There are many shipwrecks in which the waves, fashioned apparently of plaster of Paris, are very terrifying. Gun accidents are numerous and troubles arising from fireworks not uncommon. Tramcar accidents, including the collisions of the same, are frequent. There are incidents also of a simpler type. In one, for instance, a gentleman is represented as slipping—probably on a banana skin—on the Rampe at Monaco. He is falling heavily. Another shows a lady of eighty-three, nicely dressed and with a fan in her hand, walking indiscreetly at 7 P.M. on a plank projecting over a precipice. There is a mansion in the background from which a man—of the same size as the houses—is running to the scene of this imprudent act.

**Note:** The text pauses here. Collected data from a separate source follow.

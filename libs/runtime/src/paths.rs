use std::env;
use std::fs;
use std::path::{Path, PathBuf};

use anyhow::{bail, Context, Result};

fn home() -> Result<PathBuf> {
    dirs::home_dir().context("cannot determine the user home directory")
}

/// Platform base directory: the roaming config dir on Windows, home elsewhere.
fn platform_base() -> Result<PathBuf> {
    if cfg!(windows) {
        dirs::config_dir().context("cannot determine the user config directory")
    } else {
        home()
    }
}

fn expand_tilde(raw: &str) -> Result<PathBuf> {
    if raw == "~" {
        return home();
    }
    if let Some(rest) = raw.strip_prefix("~/").or_else(|| raw.strip_prefix("~\\")) {
        return Ok(home()?.join(rest));
    }
    Ok(PathBuf::from(raw))
}

/// Resolve the application home directory into an absolute path.
///
/// `None` (or a blank string) selects `<platform base>/<default_subdir>`.
/// A leading `~` expands to the user home directory, and relative paths are taken
/// from the current working directory. With `create` the directory is made.
pub fn resolve_home_dir(
    configured: Option<String>,
    default_subdir: &str,
    create: bool,
) -> Result<PathBuf> {
    let path = match configured.as_deref().map(str::trim) {
        Some(raw) if !raw.is_empty() => expand_tilde(raw)?,
        _ => platform_base()?.join(default_subdir),
    };

    let path = if path.is_absolute() {
        path
    } else {
        env::current_dir()
            .context("cannot read current directory")?
            .join(path)
    };

    if create {
        ensure_dir(&path)?;
    }
    Ok(path)
}

fn ensure_dir(path: &Path) -> Result<()> {
    if path.exists() && !path.is_dir() {
        bail!("home_dir {} exists and is not a directory", path.display());
    }
    fs::create_dir_all(path).with_context(|| format!("cannot create {}", path.display()))
}
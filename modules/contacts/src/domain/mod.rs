pub mod account;
pub mod error;
pub mod events;
pub mod filter;
pub mod mapper;
pub mod messages;
pub mod ports;
pub mod service;
pub mod validation;
pub mod view_model;
use std::io::ErrorKind;
use std::path::PathBuf;

use async_trait::async_trait;
use parking_lot::RwLock;
use tracing::debug;

use crate::domain::ports::{ImageError, ImageSource};

/// Stands in for the device camera by reading a picture file.
///
/// With no file selected a capture is [`ImageError::Cancelled`]; an
/// unreadable file maps to [`ImageError::PermissionDenied`] or
/// [`ImageError::Io`].
#[derive(Default)]
pub struct FileImageSource {
    path: RwLock<Option<PathBuf>>,
}

impl FileImageSource {
    pub fn new() -> Self {
        Self::default()
    }

    /// Select the file returned by the next captures; `None` clears it.
    pub fn point_at(&self, path: Option<PathBuf>) {
        *self.path.write() = path;
    }
}

#[async_trait]
impl ImageSource for FileImageSource {
    async fn capture_image(&self) -> Result<Vec<u8>, ImageError> {
        let path = self.path.read().clone().ok_or(ImageError::Cancelled)?;
        debug!(path = %path.display(), "Reading picture");
        tokio::fs::read(&path).await.map_err(|e| match e.kind() {
            ErrorKind::PermissionDenied => ImageError::PermissionDenied,
            _ => ImageError::Io(e.to_string()),
        })
    }
}
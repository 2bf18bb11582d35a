use std::sync::{Arc, Weak};

use arc_swap::{ArcSwap, ArcSwapOption};
use chrono::Utc;
use parking_lot::Mutex;
use tracing::{debug, info, instrument, warn};

use crate::contract::model::Contact;
use crate::domain::events::ContactListEvent;
use crate::domain::filter::filtered_contacts;
use crate::domain::mapper::{contact_from_document, FIELD_OWNER_ID};
use crate::domain::ports::{
    Document, DocumentStore, EventPublisher, FieldFilter, Snapshot, SnapshotListener,
    SubscriptionHandle,
};

/// Local view state of the signed-in user's contact list.
///
/// Writers (`attach_to_user`, realtime deliveries, `set_contacts`,
/// `set_display_name`) are serialized by one lock. Readers never block: the
/// contact collection and the display name are published by atomic swap, so a
/// reader always observes a complete collection.
///
/// Every attachment bumps a generation counter. Realtime callbacks carry the
/// generation they were registered with and are dropped once it is stale.
pub struct ContactListViewModel {
    inner: Arc<Inner>,
}

struct Inner {
    store: Arc<dyn DocumentStore>,
    events: Arc<dyn EventPublisher<ContactListEvent>>,
    collection: String,
    contacts: ArcSwap<Vec<Contact>>,
    display_name: ArcSwap<String>,
    search_query: ArcSwap<String>,
    last_feed_error: ArcSwapOption<String>,
    session: Mutex<Session>,
}

#[derive(Default)]
struct Session {
    generation: u64,
    /// Bumped on every swap of the contact collection.
    revision: u64,
    owner_id: Option<String>,
    subscription: Option<SubscriptionHandle>,
}

/// State a one-shot query was started from.
///
/// A query result is only applied if neither the attachment nor the
/// collection changed while the query was in flight, so an older result can
/// never overwrite a newer realtime snapshot.
#[derive(Debug, Clone, Copy, PartialEq, Eq)]
pub struct RefreshTicket {
    generation: u64,
    revision: u64,
}

impl ContactListViewModel {
    pub fn new(
        store: Arc<dyn DocumentStore>,
        events: Arc<dyn EventPublisher<ContactListEvent>>,
        collection: impl Into<String>,
    ) -> Self {
        Self {
            inner: Arc::new(Inner {
                store,
                events,
                collection: collection.into(),
                contacts: ArcSwap::from_pointee(Vec::new()),
                display_name: ArcSwap::from_pointee(String::new()),
                search_query: ArcSwap::from_pointee(String::new()),
                last_feed_error: ArcSwapOption::empty(),
                session: Mutex::new(Session::default()),
            }),
        }
    }

    // --- reads ---

    pub fn contacts(&self) -> Arc<Vec<Contact>> {
        self.inner.contacts.load_full()
    }

    pub fn display_name(&self) -> Arc<String> {
        self.inner.display_name.load_full()
    }

    pub fn search_query(&self) -> Arc<String> {
        self.inner.search_query.load_full()
    }

    /// Contacts matching `query`, derived from the current collection on every call.
    pub fn filtered_contacts(&self, query: &str) -> Vec<Contact> {
        filtered_contacts(&self.contacts(), query)
    }

    /// Contacts matching the live search query.
    pub fn visible_contacts(&self) -> Vec<Contact> {
        let query = self.search_query();
        self.filtered_contacts(&query)
    }

    pub fn owner_id(&self) -> Option<String> {
        self.inner.session.lock().owner_id.clone()
    }

    pub fn generation(&self) -> u64 {
        self.inner.session.lock().generation
    }

    /// Generation and owner of the current attachment, `None` when signed out.
    pub fn attachment(&self) -> Option<(u64, String)> {
        let s = self.inner.session.lock();
        s.owner_id.clone().map(|owner| (s.generation, owner))
    }

    /// Ticket for a one-shot refresh of the attached owner's contacts.
    pub fn refresh_ticket(&self) -> Option<(RefreshTicket, String)> {
        let s = self.inner.session.lock();
        s.owner_id.clone().map(|owner| {
            (
                RefreshTicket {
                    generation: s.generation,
                    revision: s.revision,
                },
                owner,
            )
        })
    }

    pub fn has_subscription(&self) -> bool {
        self.inner.session.lock().subscription.is_some()
    }

    /// Last realtime error of the current attachment, cleared by the next good snapshot.
    pub fn last_feed_error(&self) -> Option<Arc<String>> {
        self.inner.last_feed_error.load_full()
    }

    // --- writes ---

    pub fn set_search_query(&self, query: impl Into<String>) {
        self.inner.search_query.store(Arc::new(query.into()));
    }

    /// Switch the view model to `user_id`, or to the signed-out state for
    /// `None`/empty.
    ///
    /// The previous subscription is released and the collection cleared before
    /// the new subscription is opened. Setup does not block: snapshots arrive
    /// through the store callback.
    #[instrument(name = "contacts.view_model.attach", skip(self))]
    pub fn attach_to_user(&self, user_id: Option<&str>) {
        let owner = user_id.filter(|id| !id.is_empty()).map(str::to_owned);

        let (generation, previous) = {
            let mut s = self.inner.session.lock();
            s.generation += 1;
            s.revision += 1;
            s.owner_id = owner.clone();
            self.inner.contacts.store(Arc::new(Vec::new()));
            self.inner.last_feed_error.store(None);
            (s.generation, s.subscription.take())
        };

        if let Some(handle) = previous {
            debug!(subscription = handle.id(), "Releasing previous subscription");
            self.inner.store.unsubscribe(handle);
        }

        self.inner.events.publish(&ContactListEvent::Attached {
            owner_id: owner.clone(),
            generation,
            at: Utc::now(),
        });

        let Some(owner) = owner else {
            info!("Detached, contact list cleared");
            return;
        };

        let listener = Inner::listener(Arc::downgrade(&self.inner), generation);
        let filter = FieldFilter::eq(FIELD_OWNER_ID, owner);
        match self
            .inner
            .store
            .subscribe(&self.inner.collection, filter, listener)
        {
            Ok(handle) => {
                let mut s = self.inner.session.lock();
                if s.generation == generation {
                    s.subscription = Some(handle);
                    info!(generation, subscription = handle.id(), "Attached to contacts feed");
                } else {
                    // Superseded while subscribing.
                    drop(s);
                    self.inner.store.unsubscribe(handle);
                }
            }
            Err(e) => {
                warn!("Could not open contacts feed: {}", e);
                self.inner.report_feed_error(generation, e.to_string());
            }
        }
    }

    /// Equivalent to `attach_to_user(None)`.
    pub fn detach(&self) {
        self.attach_to_user(None);
    }

    /// Apply a realtime delivery registered under `generation`.
    pub fn on_snapshot(&self, generation: u64, snapshot: Snapshot) {
        self.inner.apply_snapshot(generation, snapshot);
    }

    /// Replace the collection directly (e.g. after a one-shot query).
    /// Contacts of other owners are discarded.
    pub fn set_contacts(&self, contacts: Vec<Contact>) {
        let mut s = self.inner.session.lock();
        let generation = s.generation;
        let count = self.inner.replace(&mut s, contacts);
        drop(s);
        self.inner.publish_replaced(generation, count);
    }

    /// Like [`set_contacts`](Self::set_contacts) but only if nothing changed
    /// since `ticket` was taken. Returns whether the list was applied.
    pub fn apply_refresh(&self, ticket: RefreshTicket, contacts: Vec<Contact>) -> bool {
        let mut s = self.inner.session.lock();
        if s.generation != ticket.generation || s.revision != ticket.revision {
            debug!(
                generation = ticket.generation,
                current = s.generation,
                "Dropping stale query result"
            );
            return false;
        }
        let count = self.inner.replace(&mut s, contacts);
        drop(s);
        self.inner.publish_replaced(ticket.generation, count);
        true
    }

    pub fn set_display_name(&self, name: impl Into<String>) {
        let name = name.into();
        let changed = {
            let _s = self.inner.session.lock();
            let changed = **self.inner.display_name.load() != name;
            self.inner.display_name.store(Arc::new(name));
            changed
        };
        if changed {
            self.inner
                .events
                .publish(&ContactListEvent::DisplayNameChanged { at: Utc::now() });
        }
    }
}

impl Inner {
    fn listener(weak: Weak<Inner>, generation: u64) -> SnapshotListener {
        Arc::new(move |snapshot| {
            if let Some(inner) = weak.upgrade() {
                inner.apply_snapshot(generation, snapshot);
            }
        })
    }

    fn apply_snapshot(&self, generation: u64, snapshot: Snapshot) {
        let mut s = self.session.lock();
        if s.generation != generation {
            debug!(generation, current = s.generation, "Dropping stale snapshot");
            return;
        }
        match snapshot {
            Err(e) => {
                let message = e.to_string();
                self.last_feed_error.store(Some(Arc::new(message.clone())));
                drop(s);
                warn!(generation, "Contacts feed failed, keeping current list: {}", message);
                self.publish_feed_error(generation, message);
            }
            Ok(documents) => {
                let Some(owner) = s.owner_id.as_deref() else {
                    return;
                };
                let contacts = map_documents(owner, documents);
                let count = contacts.len();
                debug!(generation, count, "Applying snapshot");
                s.revision += 1;
                self.contacts.store(Arc::new(contacts));
                self.last_feed_error.store(None);
                drop(s);
                self.publish_replaced(generation, count);
            }
        }
    }

    /// Swap in `contacts`, keeping only the attached owner's entries.
    /// The caller holds the session lock. Returns the number kept.
    fn replace(&self, s: &mut Session, contacts: Vec<Contact>) -> usize {
        s.revision += 1;
        let kept = match s.owner_id.as_deref() {
            Some(owner) => {
                let total = contacts.len();
                let kept: Vec<Contact> =
                    contacts.into_iter().filter(|c| c.owner_id == owner).collect();
                if kept.len() != total {
                    warn!(dropped = total - kept.len(), "Discarding contacts of another owner");
                }
                kept
            }
            None => Vec::new(),
        };
        let count = kept.len();
        self.contacts.store(Arc::new(kept));
        count
    }

    fn publish_replaced(&self, generation: u64, count: usize) {
        self.events.publish(&ContactListEvent::ContactsReplaced {
            count,
            generation,
            at: Utc::now(),
        });
    }

    /// Record a feed failure of `generation` unless a newer attachment exists.
    fn report_feed_error(&self, generation: u64, message: String) {
        let s = self.session.lock();
        if s.generation != generation {
            debug!(generation, current = s.generation, "Dropping stale feed error");
            return;
        }
        self.last_feed_error.store(Some(Arc::new(message.clone())));
        drop(s);
        self.publish_feed_error(generation, message);
    }

    fn publish_feed_error(&self, generation: u64, message: String) {
        self.events.publish(&ContactListEvent::FeedError {
            message,
            generation,
            at: Utc::now(),
        });
    }
}

impl Drop for Inner {
    fn drop(&mut self) {
        if let Some(handle) = self.session.get_mut().subscription.take() {
            self.store.unsubscribe(handle);
        }
    }
}

fn map_documents(owner: &str, documents: Vec<Document>) -> Vec<Contact> {
    documents
        .iter()
        .filter_map(|doc| {
            let contact = contact_from_document(doc);
            if contact.is_none() {
                warn!(document = %doc.id, "Skipping malformed contact document");
            }
            contact
        })
        .filter(|c| {
            let own = c.owner_id == owner;
            if !own {
                warn!(document = %c.id, "Skipping contact of another owner");
            }
            own
        })
        .collect()
}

There are also in the collection misadventures of an unusual character. Thus on a mountain road huge rocks are falling, in some profusion, on an omnibus. In a painting dated 1863 a child, aged fifteen months, is being eaten by a pig. The pig seems to have dragged the infant out of a cradle by its ear in order to consume it with greater ease.
Some accidents may be classified as vicarious. For example a man is shown beating a mule. He does this without inconvenience to himself; but the resentful mule, who is evidently no discerner of persons, is kicking another (and probably quite innocent) man very cruelly in the stomach with its fore hoof.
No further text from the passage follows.